Dans le cadre du projet Enseigner l’égalité, une analyse de besoins de formation a été conduite dans la région auprès du personnel des équipes-écoles, des organismes communautaires féministes membres de la Table de concertation féministe · Gaspésie-Îles-de-la-Madeleine, et de parents d’enfants immigrants. Quelques questions posées sur les codes vestimentaires de la région et leur application ont permis de comprendre que les situations varient de manière importante d’une école à l’autre.

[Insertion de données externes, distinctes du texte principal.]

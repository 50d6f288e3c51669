//! Editable prompt fragments and their sentence template.

use std::fmt;

use serde::{Deserialize, Serialize};

/// Which part of a prompt a fragment fills.
#[derive(Clone, Copy, Debug, PartialEq, Eq, Hash, Serialize, Deserialize)]
#[serde(rename_all = "snake_case")]
pub enum FragmentKind {
    /// Who is in the picture.
    Character,
    /// What they are doing.
    Action,
    /// Where, starting with a preposition.
    Location,
}

impl FragmentKind {
    /// All kinds in sentence order.
    pub const ALL: [Self; 3] = [Self::Character, Self::Action, Self::Location];

    /// Stable lowercase name.
    #[must_use]
    pub const fn as_str(&self) -> &'static str {
        match self {
            Self::Character => "character",
            Self::Action => "action",
            Self::Location => "location",
        }
    }
}

impl fmt::Display for FragmentKind {
    fn fmt(&self, f: &mut fmt::Formatter<'_>) -> fmt::Result {
        f.write_str(self.as_str())
    }
}

/// The three editable parts of a prompt. All empty means "no prompt yet".
#[derive(Clone, Debug, Default, PartialEq, Eq, Serialize, Deserialize)]
pub struct PromptFragments {
    /// Character phrase.
    pub character: String,
    /// Action phrase.
    pub action: String,
    /// Location phrase.
    pub location: String,
}

impl PromptFragments {
    /// Build fragments from their parts.
    #[must_use]
    pub fn new(
        character: impl Into<String>,
        action: impl Into<String>,
        location: impl Into<String>,
    ) -> Self {
        Self {
            character: character.into(),
            action: action.into(),
            location: location.into(),
        }
    }

    /// True when no fragment is set.
    #[must_use]
    pub fn is_empty(&self) -> bool {
        self.character.is_empty() && self.action.is_empty() && self.location.is_empty()
    }

    /// True when every fragment is set.
    #[must_use]
    pub fn is_complete(&self) -> bool {
        !self.character.is_empty() && !self.action.is_empty() && !self.location.is_empty()
    }

    /// Read one fragment.
    #[must_use]
    pub fn get(&self, kind: FragmentKind) -> &str {
        match kind {
            FragmentKind::Character => &self.character,
            FragmentKind::Action => &self.action,
            FragmentKind::Location => &self.location,
        }
    }

    /// Replace one fragment, leaving the others untouched.
    pub fn set(&mut self, kind: FragmentKind, value: impl Into<String>) {
        let slot = match kind {
            FragmentKind::Character => &mut self.character,
            FragmentKind::Action => &mut self.action,
            FragmentKind::Location => &mut self.location,
        };
        *slot = value.into();
    }

    /// Compose the sentence `A {character} is {action} {location}.`
    #[must_use]
    pub fn compose(&self) -> String {
        let location = self.location.trim_end_matches('.');
        format!("A {} is {} {location}.", self.character, self.action)
    }
}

Il existe à certains endroits des tensions entre les parents, qui soutiennent les choix vestimentaires de leur enfant, et le personnel enseignant qui préfèrerait un respect plus grand des règles d’un code vestimentaire plus strict. Les réponses à notre analyse de besoins témoignent aussi de cas où des élèves du primaire ont été renvoyées à la maison en raison de non-respect du code vestimentaire, étant ainsi privées d’éducation. Plusieurs écoles ont par ailleurs révisé leur code vestimentaire au cours des dernières années, notamment en impliquant les élèves dans une démarche collective.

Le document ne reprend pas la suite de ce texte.